Prêt pour le règne des introvertis au travail ?
14 septembre 2021
Jusqu’en mars 2020, le modèle dominant d’organisation du travail était celui de la présence au bureau. De manière générale, les patrons et les gestionnaires avaient tendance à voir positivement les travailleurs qui faisaient de longues heures au bureau – quitte à faire du présentéisme – et à favoriser les employés forts en gueule, extravertis, qui ont le haut du pavé dans les réunions et les discussions de corridors.
Or, du jour au lendemain, tout le monde s’est retrouvé à la maison, seul derrière son ordinateur. Et soudainement, les introvertis se sont retrouvés comme des poissons dans l’eau.
Dès le début de la pandémie, les spécialistes RH ont tenté de convaincre un maximum de gestionnaires et dirigeants d’entreprise de passer d’un mode de gestion axé sur le comportement à un mode axé sur les résultats.
Ce dernier favorise les travailleurs autonomes et indépendants, qui ont beaucoup de facilité à manoeuvrer dans l’univers numérique. Mais aussi les gens plus introvertis, qui s’expriment de manière plus optimale derrière leur clavier d’ordinateur, à travers le filtre électronique des courriels et des salles de «chat».
Une étude sur le leadership en contexte de télétravail
D’ailleurs, une étude publiée tout juste au début de la pandémie, par la chercheuse Radostina K. Purvanova, professeure associée à la Drake University, est venue confirmer ce changement de paradigme, à l’avantage des introvertis. L’étude en question – menée avant la pandémie – voulait explorer les caractéristiques du leadership dans un contexte de travail à distance.
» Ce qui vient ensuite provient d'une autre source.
//! Program nodes: the AST the interpreter runs.
//!
//! Scripts reach the engine as trees of `PNode`s. Expressions are literals,
//! identifiers and calls; statements are assignments, control flow and the
//! lineage iteration loops. Every node carries the source line it came from
//! so runtime diagnostics can point at the offending statement.

/// A program node with its source line.
#[derive(Debug, Clone)]
pub struct PNode {
    /// 1-based source line of the construct; 0 when synthesized.
    pub line: usize,
    /// What the node is.
    pub kind: PNodeKind,
}

/// The program node variants.
#[derive(Debug, Clone)]
pub enum PNodeKind {
    /// An integer literal.
    IntLiteral(i64),
    /// A floating literal.
    FloatLiteral(f64),
    /// A string literal. As a statement, its value is written to the
    /// current output.
    StringLiteral(String),
    /// An identifier reference.
    Ident(String),
    /// A call to a built-in function.
    BuiltinCall {
        /// The built-in's name.
        name: String,
        /// The argument expressions.
        args: Vec<PNode>,
    },
    /// A call to a user-defined function.
    FuncCall {
        /// The function's name.
        name: String,
        /// The argument expressions.
        args: Vec<PNode>,
    },
    /// A call to a user-defined procedure.
    ProcCall {
        /// The procedure's name.
        name: String,
        /// The argument expressions.
        args: Vec<PNode>,
    },
    /// A statement list.
    Block(Vec<PNode>),
    /// An assignment to an identifier.
    Assign {
        /// The identifier assigned to.
        ident: String,
        /// The value expression.
        expr: Box<PNode>,
    },
    /// An if statement with an optional else branch.
    If {
        /// The condition.
        cond: Box<PNode>,
        /// The then branch.
        then_branch: Box<PNode>,
        /// The optional else branch.
        else_branch: Option<Box<PNode>>,
    },
    /// A while loop.
    While {
        /// The condition.
        cond: Box<PNode>,
        /// The body.
        body: Box<PNode>,
    },
    /// Iterates the elements of a list.
    ForList {
        /// The list expression.
        list: Box<PNode>,
        /// Bound to each element.
        element: String,
        /// Optionally bound to the 1-based iteration count.
        counter: Option<String>,
        /// The body.
        body: Box<PNode>,
    },
    /// Iterates the elements of a sequence.
    ForSequence {
        /// The sequence expression.
        sequence: Box<PNode>,
        /// Bound to each element, resolved to a person.
        element: String,
        /// Optionally bound to the 1-based iteration count.
        counter: Option<String>,
        /// The body.
        body: Box<PNode>,
    },
    /// Iterates the children of a family.
    ForChildren {
        /// The family expression.
        family: Box<PNode>,
        /// Bound to each child person.
        child: String,
        /// Optionally bound to the 1-based iteration count.
        counter: Option<String>,
        /// The body.
        body: Box<PNode>,
    },
    /// Iterates a person's spouses.
    ForSpouses {
        /// The person expression.
        person: Box<PNode>,
        /// Bound to each spouse person.
        spouse: String,
        /// Optionally bound to the family the spouse was found in.
        family: Option<String>,
        /// Optionally bound to the 1-based iteration count.
        counter: Option<String>,
        /// The body.
        body: Box<PNode>,
    },
    /// Iterates the families a person is a spouse in.
    ForFams {
        /// The person expression.
        person: Box<PNode>,
        /// Bound to each family.
        family: String,
        /// Optionally bound to the 1-based iteration count.
        counter: Option<String>,
        /// The body.
        body: Box<PNode>,
    },
    /// Iterates the families a person is a child in.
    ForFamcs {
        /// The person expression.
        person: Box<PNode>,
        /// Bound to each family.
        family: String,
        /// Optionally bound to the 1-based iteration count.
        counter: Option<String>,
        /// The body.
        body: Box<PNode>,
    },
    /// Traverses a record tree in pre-order.
    Traverse {
        /// The root expression: a record or node value.
        root: Box<PNode>,
        /// Bound to each visited node.
        node: String,
        /// Bound to each visited node's level.
        level: String,
        /// The body.
        body: Box<PNode>,
    },
    /// Terminates the innermost loop.
    Break,
    /// Proceeds to the next iteration of the innermost loop.
    Continue,
    /// Unwinds to the nearest user function or procedure.
    Return(Option<Box<PNode>>),
}

impl PNode {
    /// Creates an integer literal node.
    #[must_use]
    pub fn int(line: usize, value: i64) -> Self {
        PNode {
            line,
            kind: PNodeKind::IntLiteral(value),
        }
    }

    /// Creates a floating literal node.
    #[must_use]
    pub fn float(line: usize, value: f64) -> Self {
        PNode {
            line,
            kind: PNodeKind::FloatLiteral(value),
        }
    }

    /// Creates a string literal node.
    #[must_use]
    pub fn string(line: usize, value: &str) -> Self {
        PNode {
            line,
            kind: PNodeKind::StringLiteral(value.to_string()),
        }
    }

    /// Creates an identifier node.
    #[must_use]
    pub fn ident(line: usize, name: &str) -> Self {
        PNode {
            line,
            kind: PNodeKind::Ident(name.to_string()),
        }
    }

    /// Creates a built-in call node.
    #[must_use]
    pub fn builtin(line: usize, name: &str, args: Vec<PNode>) -> Self {
        PNode {
            line,
            kind: PNodeKind::BuiltinCall {
                name: name.to_string(),
                args,
            },
        }
    }

    /// Creates a user-function call node.
    #[must_use]
    pub fn func_call(line: usize, name: &str, args: Vec<PNode>) -> Self {
        PNode {
            line,
            kind: PNodeKind::FuncCall {
                name: name.to_string(),
                args,
            },
        }
    }

    /// Creates a user-procedure call node.
    #[must_use]
    pub fn proc_call(line: usize, name: &str, args: Vec<PNode>) -> Self {
        PNode {
            line,
            kind: PNodeKind::ProcCall {
                name: name.to_string(),
                args,
            },
        }
    }

    /// Creates a statement block node.
    #[must_use]
    pub fn block(line: usize, statements: Vec<PNode>) -> Self {
        PNode {
            line,
            kind: PNodeKind::Block(statements),
        }
    }

    /// Creates an assignment node.
    #[must_use]
    pub fn assign(line: usize, ident: &str, expr: PNode) -> Self {
        PNode {
            line,
            kind: PNodeKind::Assign {
                ident: ident.to_string(),
                expr: Box::new(expr),
            },
        }
    }

    /// Creates an if node.
    #[must_use]
    pub fn if_stmt(line: usize, cond: PNode, then_branch: PNode, else_branch: Option<PNode>) -> Self {
        PNode {
            line,
            kind: PNodeKind::If {
                cond: Box::new(cond),
                then_branch: Box::new(then_branch),
                else_branch: else_branch.map(Box::new),
            },
        }
    }

    /// Creates a while node.
    #[must_use]
    pub fn while_stmt(line: usize, cond: PNode, body: PNode) -> Self {
        PNode {
            line,
            kind: PNodeKind::While {
                cond: Box::new(cond),
                body: Box::new(body),
            },
        }
    }

    /// Creates a break node.
    #[must_use]
    pub fn break_stmt(line: usize) -> Self {
        PNode {
            line,
            kind: PNodeKind::Break,
        }
    }

    /// Creates a continue node.
    #[must_use]
    pub fn continue_stmt(line: usize) -> Self {
        PNode {
            line,
            kind: PNodeKind::Continue,
        }
    }

    /// Creates a return node.
    #[must_use]
    pub fn return_stmt(line: usize, expr: Option<PNode>) -> Self {
        PNode {
            line,
            kind: PNodeKind::Return(expr.map(Box::new)),
        }
    }
}

/// A user-defined procedure or function.
#[derive(Debug, Clone)]
pub struct Routine {
    /// The routine's name.
    pub name: String,
    /// The parameter names, bound in call order.
    pub params: Vec<String>,
    /// The body.
    pub body: PNode,
}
Les nouvelles données montrent que la confiance projetée, l’intelligence et l’extraversion qui a longtemps propulsé les travailleurs ambitieux dans les postes exécutifs ne sont plus suffisantes en ligne, parce qu’ils ne se transposent pas en leadership virtuel, explique-t-on dans un article de la BBC. À la place, les travailleurs qui sont organisés, fiables et productifs prennent les commandes des équipes virtuelles. En fin de compte, les faiseurs [«doers»] mènent les troupes, du moins à distance. »
L’étude montre que, en mode virtuel, ce n’est pas plus « les voix les plus dynamiques » qui mènent les troupes, mais celles qui accomplissent leurs tâches et atteignent leurs objectifs.
Et si le stigma de la paresse… changeait de camp?
Avant la pandémie, ceux qui préféraient travailler de la maison étaient souvent perçus soit comme des antisociaux soit des paresseux, car ils n’avaient la volonté de s’habiller et d’affronter le trafic. Ils préféraient travailler de la maison, mais comment savoir… s’ils travaillaient vraiment?
Dans un contexte où il est maintenant démontré que l’on peut être très productif à la maison – enchaîner les rencontres Zoom, régler mille et un problèmes par courriel ou téléphone, tout en se gardant des plages de tranquillité pour le travail nécessitant de la concentration, dans un contexte où la gestion orientée sur les résultats donne aux gestionnaires la preuve de la productivité d’un individu à la maison, il est permis de se demander si le stigmate de la paresse ne va pas bientôt changer de camp.
Ce n’est qu’une hypothèse, bien sûr. Mais il se pourrait bien que, dans les années à venir, les employés perçus comme improductifs ou carrément paresseux par la direction soient ceux qui tiennent mordicus à venir au bureau chaque jour.
Il se pourrait que les employés « extravertis », qui aiment faire du « social », en butinant d’un cubicule à l’autre, pour jaser, prendre des nouvelles et développer leur réseau d’influence, soient éventuellement perçus comme ceux qui se traînent réellement les pieds, et ralentissent la progression du groupe.